2. La crisi europea è
parte della ristrutturazione del capitalismo su scala globale e
non è esclusivamente da imputarsi al neomercantilismo tedesco.
Qui, gli autori propongono una lettura della crisi in una
“prospettiva marxiana e keynesiano-finanziaria”, prendendo le
distanze da una tesi diffusamente accettata nell’ambito della c.d.
economia eterodossa (di matrice postkeynesiana) secondo la quale la
crisi dell’Unione monetaria europea dipenderebbe da andamenti
asimmetrici delle bilance commerciali dei Paesi membri (avanzi
eccessivi in Germania, disavanzi nei Paesi periferici). La logica
seguita in questo ragionamento fa riferimento a una sequenza così
ordinabile: la riduzione delle esportazioni nei Paesi del Sud Europa –
per effetto dei più alti prezzi relativi rispetto a quelli delle
imprese del centro del continente – produce, via riduzione della
domanda aggregata, un aumento del debito in rapporto al Pil per
questi ultimi, con conseguente maggiore esposizione alle scelte dei
loro creditori. Gli autori imputano alla tesi poskeynesiana un
eccesso di semplificazione, che consiste nel ritenere che i flussi
finanziari siano un semplice riflesso dalle relazioni commerciali.
Pur riconoscendo che le crisi nei Paesi periferici non sono
imputabili a eccessivi debiti pubblici, essi aggiungono che le
asimmetrie vanno spiegate alla luce di una pluralità di variabili:
innanzitutto, le differenti strutture produttive fra i Paesi che
appartengono all’Unione monetaria europea; in secondo luogo le dinamiche
dei flussi finanziari (oggi più rilevanti rispetto alle sole
transazioni in merci); in terzo luogo, il ruolo del sistema del
credito su scala globale, che, potendo generare endogenamente
moneta, mette in discussione l’ipotesi implicita nello schema sopra
descritto per il quale sono i risparmi a generare investimenti;
infine l’idea che esista piena omogeneità fra i Paesi periferici.
3. Abbandonare l’euro è la risposta alla domanda sbagliata.
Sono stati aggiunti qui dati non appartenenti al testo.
use crate::types::{AgentDecision, Decision, EvidenceStat};
use std::collections::HashMap;

/// Number of reasoning lines kept in a summary.
const REASONING_TOP_N: usize = 10;

/// Blend of raw agreement and confidence-weighted agreement with the final
/// verdict, in [0, 1].
pub fn consensus_level(decisions: &[AgentDecision], final_decision: Decision) -> f64 {
    if decisions.is_empty() {
        return 0.0;
    }
    let total = decisions.len() as f64;
    let agreeing: Vec<&AgentDecision> = decisions
        .iter()
        .filter(|d| d.decision == final_decision)
        .collect();
    let agreement_fraction = agreeing.len() as f64 / total;
    let confidence_fraction = agreeing.iter().map(|d| d.confidence).sum::<f64>() / total;
    (agreement_fraction + confidence_fraction) / 2.0
}

/// Deduplicated reasoning lines ranked by frequency, top 10.
///
/// Equal frequencies keep first-appearance order so the output is stable
/// across runs.
pub fn reasoning_summary(decisions: &[AgentDecision]) -> Vec<String> {
    let mut counts: Vec<(String, usize)> = Vec::new();
    for line in decisions.iter().flat_map(|d| d.reasoning.iter()) {
        match counts.iter_mut().find(|(seen, _)| seen == line) {
            Some((_, n)) => *n += 1,
            None => counts.push((line.clone(), 1)),
        }
    }
    // Stable sort preserves first-appearance order among equal counts.
    counts.sort_by(|(_, a), (_, b)| b.cmp(a));
    counts
        .into_iter()
        .take(REASONING_TOP_N)
        .map(|(line, _)| line)
        .collect()
}

/// Per-key evidence aggregation: numeric keys as avg/min/max/count,
/// anything else as distinct values plus count.
pub fn evidence_summary(decisions: &[AgentDecision]) -> HashMap<String, EvidenceStat> {
    let mut by_key: HashMap<String, Vec<&serde_json::Value>> = HashMap::new();
    let mut key_order: Vec<String> = Vec::new();
    for d in decisions {
        for (key, value) in &d.evidence {
            if !by_key.contains_key(key) {
                key_order.push(key.clone());
            }
            by_key.entry(key.clone()).or_default().push(value);
        }
    }

    let mut summary = HashMap::new();
    for key in key_order {
        let Some(values) = by_key.get(&key) else {
            continue;
        };
        let numbers: Vec<f64> = values
            .iter()
            .filter_map(|v| v.as_f64())
            .collect();
        let stat = if numbers.len() == values.len() && !numbers.is_empty() {
            let sum: f64 = numbers.iter().sum();
            EvidenceStat::Numeric {
                avg: sum / numbers.len() as f64,
                min: numbers.iter().copied().fold(f64::INFINITY, f64::min),
                max: numbers.iter().copied().fold(f64::NEG_INFINITY, f64::max),
                count: numbers.len(),
            }
        } else {
            let mut distinct: Vec<serde_json::Value> = Vec::new();
            for v in values {
                if !distinct.contains(v) {
                    distinct.push((*v).clone());
                }
            }
            EvidenceStat::Categorical {
                values: distinct,
                count: values.len(),
            }
        };
        summary.insert(key, stat);
    }
    summary
}

#[cfg(test)]
#[allow(clippy::unwrap_used, clippy::expect_used)]
mod tests {
    use super::*;
    use serde_json::json;

    fn vote(agent: &str, decision: Decision, confidence: f64) -> AgentDecision {
        AgentDecision::new(agent, "scorer", decision, confidence)
    }

    #[test]
    fn test_consensus_level_unanimous() {
        let decisions = vec![
            vote("a1", Decision::Approve, 1.0),
            vote("a2", Decision::Approve, 1.0),
        ];
        assert_eq!(consensus_level(&decisions, Decision::Approve), 1.0);
    }

    #[test]
    fn test_consensus_level_split() {
        let decisions = vec![
            vote("a1", Decision::Approve, 0.8),
            vote("a2", Decision::Decline, 0.6),
        ];
        // Agreement 1/2, agreeing confidence 0.8/2 → (0.5 + 0.4) / 2.
        assert!((consensus_level(&decisions, Decision::Approve) - 0.45).abs() < 1e-9);
    }

    #[test]
    fn test_consensus_level_empty() {
        assert_eq!(consensus_level(&[], Decision::Review), 0.0);
    }

    #[test]
    fn test_reasoning_frequency_ranking() {
        let decisions = vec![
            vote("a1", Decision::Decline, 0.9)
                .with_reasoning(vec!["velocity spike".into(), "new device".into()]),
            vote("a2", Decision::Decline, 0.8)
                .with_reasoning(vec!["velocity spike".into()]),
            vote("a3", Decision::Flag, 0.5).with_reasoning(vec!["new device".into()]),
            vote("a4", Decision::Flag, 0.5)
                .with_reasoning(vec!["velocity spike".into(), "odd hour".into()]),
        ];
        let summary = reasoning_summary(&decisions);
        assert_eq!(summary[0], "velocity spike");
        assert_eq!(summary[1], "new device");
        assert_eq!(summary[2], "odd hour");
    }

    #[test]
    fn test_reasoning_top_ten_truncation() {
        let reasoning: Vec<String> = (0..15).map(|i| format!("signal {i}")).collect();
        let decisions = vec![vote("a1", Decision::Flag, 0.5).with_reasoning(reasoning)];
        assert_eq!(reasoning_summary(&decisions).len(), 10);
    }

    #[test]
    fn test_evidence_numeric_aggregation() {
        let decisions = vec![
            vote("a1", Decision::Decline, 0.9).with_evidence(HashMap::from([(
                "risk_score".to_string(),
                json!(0.8),
            )])),
            vote("a2", Decision::Decline, 0.9).with_evidence(HashMap::from([(
                "risk_score".to_string(),
                json!(0.4),
            )])),
        ];
        let summary = evidence_summary(&decisions);
        match summary.get("risk_score").unwrap() {
            EvidenceStat::Numeric {
                avg,
                min,
                max,
                count,
            } => {
                assert!((avg - 0.6).abs() < 1e-9);
                assert_eq!(*min, 0.4);
                assert_eq!(*max, 0.8);
                assert_eq!(*count, 2);
            }
            other => panic!("expected numeric stat, got {other:?}"),
        }
    }

    #[test]
    fn test_evidence_categorical_aggregation() {
        let decisions = vec![
            vote("a1", Decision::Flag, 0.5).with_evidence(HashMap::from([(
                "device".to_string(),
                json!("android"),
            )])),
            vote("a2", Decision::Flag, 0.5).with_evidence(HashMap::from([(
                "device".to_string(),
                json!("ios"),
            )])),
            vote("a3", Decision::Flag, 0.5).with_evidence(HashMap::from([(
                "device".to_string(),
                json!("android"),
            )])),
        ];
        let summary = evidence_summary(&decisions);
        match summary.get("device").unwrap() {
            EvidenceStat::Categorical { values, count } => {
                assert_eq!(values, &vec![json!("android"), json!("ios")]);
                assert_eq!(*count, 3);
            }
            other => panic!("expected categorical stat, got {other:?}"),
        }
    }

    #[test]
    fn test_mixed_evidence_falls_back_to_categorical() {
        let decisions = vec![
            vote("a1", Decision::Flag, 0.5)
                .with_evidence(HashMap::from([("ip".to_string(), json!(10))])),
            vote("a2", Decision::Flag, 0.5)
                .with_evidence(HashMap::from([("ip".to_string(), json!("10.0.0.1"))])),
        ];
        let summary = evidence_summary(&decisions);
        assert!(matches!(
            summary.get("ip").unwrap(),
            EvidenceStat::Categorical { .. }
        ));
    }
}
Gli autori mettono in evidenza il fatto che coloro che propongono
l’abbandono dell’euro fanno (più o meno esplicitamente) riferimento a
una vecchia teoria della dipendenza, per la quale la moneta unica
sarebbe stata immaginata per l’esercizio di un disegno intenzionale di
sfruttamento e colonizzazione della periferia da parte del centro. Sul
piano macroeconomico, viene fatto rilevare che il capitalismo europeo è
sempre più interconnesso, attraverso reti globali del valore e processi
di centralizzazione senza concentrazione. Viene riconosciuto, nel libro,
che l’Unione monetaria europea costituisce un’ulteriore ‘tappa’ di
attacco al lavoro, ma, al tempo stesso, viene riconosciuto che questa
strategia ha natura globale, la aveva già prima della stipula del
Trattato di Maastricht e che, per conseguenza, nel ‘nuovo’ capitalismo
non esistono soluzioni nazionali a problemi che sono sempre più
sovranazionali. In particolare, nel caso europeo, occorre tener conto
delle relazioni che intercorrono fra il capitale tedesco e quello delle
periferie (e dell’Italia in particolare), laddove il capitale tedesco è
ormai pienamente integrato con l’Est Europa e, nel Sud Europa, con
imprese italiane localizzate al Nord. A fronte di questo, gli autori
ritengono che l’architettura istituzionale europea, se è destinata a
crollare, lo è per ragioni politiche e “non già con uno schianto ma con
un lamento” (p.92).
Il volume contiene molte altre tesi su
aspetti correlati a quelli qui descritti, centrati prevalentemente sulle
crescenti interconnessioni (reali e finanziarie) fra imprese. La tesi
che merita, a mio avviso, la massima considerazione attiene alle
prescrizioni di politica economica. Ritenere, come molti fanno a
sinistra, che siano sufficienti politiche fiscali espansive è un’ipotesi
fuorviante. Occorre che queste siano funzionali a interventi sulla
struttura produttiva, in particolare quella più fragile nei Paesi
periferici (Italia inclusa), al fine di generare incrementi di
produttività del lavoro. La proposta viene formulata tenendo ben in
considerazione il fatto che essa presuppone diversi rapporti di forza
fra capitale e lavoro (più favorevoli a quest’ultimo). Il capitale ha il
massimo interesse a politiche di moderazione salariale, sia perché
queste assicurano più alti margini di profitto rispetto all’opzione
alternativa, sia perché – nel gioco neo-mercantilista – costituiscono
una pre-condizione per l’aumento delle esportazioni via riduzione dei
prezzi.
Questo volume ha numerosi pregi. In primo luogo, in
linea con la migliore tradizione italiana di studi economici (tradizione
pressoché persa a seguito dell’importazione di teorie elaborate negli
Stati Uniti), esso fornisce un contributo all’analisi della crisi
globale e dell’Unione Monetaria Europea che combina storia economica e
politica e teoria economica.
In secondo luogo, gli autori sono
ben attenti a non cadere nell’ingenua convinzione – molto diffusa sia
sul fronte pro-euro, sia sul versante no-euro – che siano sufficienti
soluzioni ‘tecniche’ a problemi che in ultima istanza attengono ai
rapporti di forza fra capitale e lavoro e, dunque, alla dimensione
politica. Infine, è da salutare con grande favore la presa di distanza
dai (tanti) economisti che si fanno o cercano di farsi ‘consiglieri del
Principe’. Una presa di posizione implicita in un’argomentazione che
esclude ogni semplificazione e che invita semmai a un lungo lavoro di
elaborazione teorica (e non solo in ambito economico) per capire
innanzitutto quale capitalismo è entrato in crisi per poi individuare azioni di politica economica.